The second lot of violations pertained to blood-borne pathogen exposure program and training, as well as Hepatitis B vaccination records.

During the appeal hearing, Warrington said L&I inspectors never asked the city for its blood-borne pathogen exposure control program. She said, in the notice of appeal, the city was not asked for its documentation of employees’ Hepatitis B vaccinations, either.

However, the city has been “behind on offering these in the last couple years,” she said.

Despite the errors the city believes inspectors made in their findings, the inspection results have contributed to the city’s reevaluation of policies and procedures, Mayor Brett Gailey told the Herald.

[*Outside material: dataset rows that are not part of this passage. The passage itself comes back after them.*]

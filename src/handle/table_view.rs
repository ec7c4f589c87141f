use std::ops::Deref;

use crate::handle::convert::ToVm;
use crate::handle::handle::Handle;
use crate::handle::stack_guard::StackGuard;
use crate::vm::VM;

/// A [`Handle`] specialized for field access.
///
/// A view is just a handle with table operations on top, so it captures
/// and releases exactly like one, and any handle can be wrapped into a
/// view. If the wrapped value turns out not to be a table, reads
/// produce the empty handle and writes are silently dropped; the only
/// fatal case is operating through an *empty* view.
#[derive(Debug, Clone, Default)]
pub struct TableView {
    handle: Handle,
}

impl TableView {
    /// Allocates a fresh empty table and returns a view owning it.
    pub fn create(vm: &VM) -> TableView {
        let _guard = StackGuard::new(vm);
        vm.push_new_table();
        TableView {
            handle: Handle::from_stack(vm),
        }
    }

    pub fn handle(&self) -> &Handle {
        &self.handle
    }

    pub fn into_handle(self) -> Handle {
        self.handle
    }

    /// Reads field `name`, following `"__index"` metatable links, and
    /// captures the result. Absent fields and non-table receivers both
    /// read as the empty handle.
    pub fn read_field(&self, name: &str) -> Handle {
        let (vm, slot) = self.handle.require_live("TableView::read_field");
        let _guard = StackGuard::new(&vm);
        vm.push_pinned(slot);
        if !vm.peek(0).is_table() {
            vm.pop();
            return Handle::new();
        }
        vm.push_field(name);
        let field = Handle::from_stack(&vm);
        vm.pop();
        field
    }

    /// Writes field `name` directly into the table, without consulting
    /// metatables. Writing nil (an empty handle, `None`, unit) removes
    /// the field. On a non-table receiver the write is dropped.
    pub fn write_field<T: ToVm>(&self, name: &str, value: T) {
        self.raw_set(name, value);
    }

    /// Raw write under an arbitrary key. Integers, booleans, strings
    /// and tables can key a table; nil cannot, and a key that cannot
    /// key a table is fatal.
    pub fn raw_set<K: ToVm, V: ToVm>(&self, key: K, value: V) {
        let (vm, slot) = self.handle.require_live("TableView::raw_set");
        let _guard = StackGuard::new(&vm);
        vm.push_pinned(slot);
        if !vm.peek(0).is_table() {
            vm.pop();
            return;
        }
        key.push_to_vm(&vm);
        value.push_to_vm(&vm);
        vm.raw_set_kv();
        vm.pop();
    }

    /// A named-field accessor tied to this view's lifetime.
    pub fn field<'a>(&'a self, name: &'a str) -> Field<'a> {
        assert!(!self.handle.is_empty(), "TableView::field: view is empty");
        Field { table: self, name }
    }
}

impl Deref for TableView {
    type Target = Handle;

    fn deref(&self) -> &Handle {
        &self.handle
    }
}

impl From<Handle> for TableView {
    fn from(handle: Handle) -> TableView {
        TableView { handle }
    }
}

impl From<TableView> for Handle {
    fn from(view: TableView) -> Handle {
        view.handle
    }
}

/// One field of one table, named but not yet read. Reads and writes go
/// through the owning view; the borrow keeps the accessor from
/// outliving it.
#[derive(Debug, Clone, Copy)]
pub struct Field<'a> {
    table: &'a TableView,
    name: &'a str,
}

impl Field<'_> {
    /// Captures the field's current value.
    pub fn get(&self) -> Handle {
        self.table.read_field(self.name)
    }

    /// Overwrites the field.
    pub fn set<T: ToVm>(&self, value: T) {
        self.table.write_field(self.name, value);
    }

    pub fn name(&self) -> &str {
        self.name
    }
}

impl From<Field<'_>> for Handle {
    fn from(field: Field<'_>) -> Handle {
        field.get()
    }
}
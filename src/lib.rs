pub mod handle;
pub mod vm;
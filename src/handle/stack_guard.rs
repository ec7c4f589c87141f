use crate::vm::VM;

/// Records the operand stack height on creation and asserts, in debug
/// builds, that the height is back to that mark when the guard drops.
/// Every handle operation that touches the stack scopes itself with one
/// of these, so an unbalanced push or pop is caught at the operation
/// that caused it rather than corrupting later reads.
///
/// The check is skipped while the thread is already panicking: the
/// operation that panicked mid-way is allowed to leave the stack dirty
/// without turning the panic into an abort.
pub struct StackGuard {
    vm: VM,
    expected: usize,
}

impl StackGuard {
    pub fn new(vm: &VM) -> Self {
        StackGuard {
            vm: vm.clone(),
            expected: vm.stack_height(),
        }
    }

    /// The height the guard will require on drop.
    pub fn expected(&self) -> usize {
        self.expected
    }
}

impl Drop for StackGuard {
    fn drop(&mut self) {
        if std::thread::panicking() {
            return;
        }
        debug_assert_eq!(
            self.vm.stack_height(),
            self.expected,
            "operand stack height not restored"
        );
    }
}
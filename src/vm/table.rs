use std::collections::HashMap;
use std::fmt;
use std::rc::Rc;

use crate::vm::value::Value;

/// Index of a table in the [`TableStore`]. Copyable and hashable so a
/// table can itself key another table.
#[derive(Debug, Clone, Copy, PartialEq, Eq, Hash)]
pub struct TableId(pub(crate) u32);

impl TableId {
    pub fn index(self) -> u32 {
        self.0
    }
}

/// Keys a table entry. Unlike [`Value`], every variant is hashable:
/// values that cannot key a table (nil, non-integral floats, functions)
/// are rejected before a `TableKey` is ever built.
#[derive(Debug, Clone, PartialEq, Eq, Hash)]
pub enum TableKey {
    Boolean(bool),
    Integer(i64),
    Str(Rc<str>),
    Table(TableId),
}

impl TableKey {
    /// The value this key denotes, for pushing it back onto the stack.
    pub fn to_value(&self) -> Value {
        match self {
            TableKey::Boolean(b) => Value::Boolean(*b),
            TableKey::Integer(i) => Value::Integer(*i),
            TableKey::Str(s) => Value::String(s.clone()),
            TableKey::Table(id) => Value::Table(*id),
        }
    }
}

impl fmt::Display for TableKey {
    fn fmt(&self, f: &mut fmt::Formatter<'_>) -> fmt::Result {
        match self {
            TableKey::Boolean(b) => write!(f, "{b}"),
            TableKey::Integer(i) => write!(f, "{i}"),
            TableKey::Str(s) => write!(f, "\"{s}\""),
            TableKey::Table(id) => write!(f, "table#{}", id.index()),
        }
    }
}

/// One table: a hash of entries plus an optional metatable link.
/// Entries never hold nil; storing nil under a key removes the key.
#[derive(Debug, Default)]
pub struct Table {
    pub(crate) entries: HashMap<TableKey, Value>,
    pub(crate) metatable: Option<TableId>,
}

impl Table {
    pub(crate) fn new() -> Self {
        Table::default()
    }
}

/// Arena of all tables created through a VM. Tables are never freed:
/// collecting them is the engine's concern, not the embedding layer's,
/// and the ids handed out here stay valid for the life of the VM.
#[derive(Debug, Default)]
pub(crate) struct TableStore {
    tables: Vec<Table>,
}

impl TableStore {
    pub(crate) fn new() -> Self {
        TableStore::default()
    }

    pub(crate) fn alloc(&mut self, table: Table) -> TableId {
        let id = TableId(self.tables.len() as u32);
        self.tables.push(table);
        id
    }

    pub(crate) fn get(&self, id: TableId) -> &Table {
        &self.tables[id.0 as usize]
    }

    pub(crate) fn get_mut(&mut self, id: TableId) -> &mut Table {
        &mut self.tables[id.0 as usize]
    }

    pub(crate) fn len(&self) -> usize {
        self.tables.len()
    }
}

“I think it’s important to recognize that maybe some of our policies and procedures haven’t grown with the size of the city,” he said.

The city is considering creating several new positions in public works, including a deputy director of public works to oversee safety, a surface water manager to assist in “additional oversight, workload and compliance,” and an engineering technician to collect and maintain stormwater data and initiate GIS mapping.

The city recently hired a storm supervisor and city engineer.

Next, Gailey said, he hopes the city can begin working toward accreditation through the American Public Works Association. Only five cities in Washington are accredited through the association.

Brown said the city has a long way to go.

”I would actually describe it as toxic workplace culture,” she said. “Because of that, I think there’s a focus on — I think the city believes that their biggest problem is disgruntled workers. Employers have to be willing to be challenged by their employees. I think that attitude about ‘You work for me; You shouldn’t question me’ is an impediment to building a workplace culture where people feel empowered to speak up, not just for safety, but for a host of other issues.”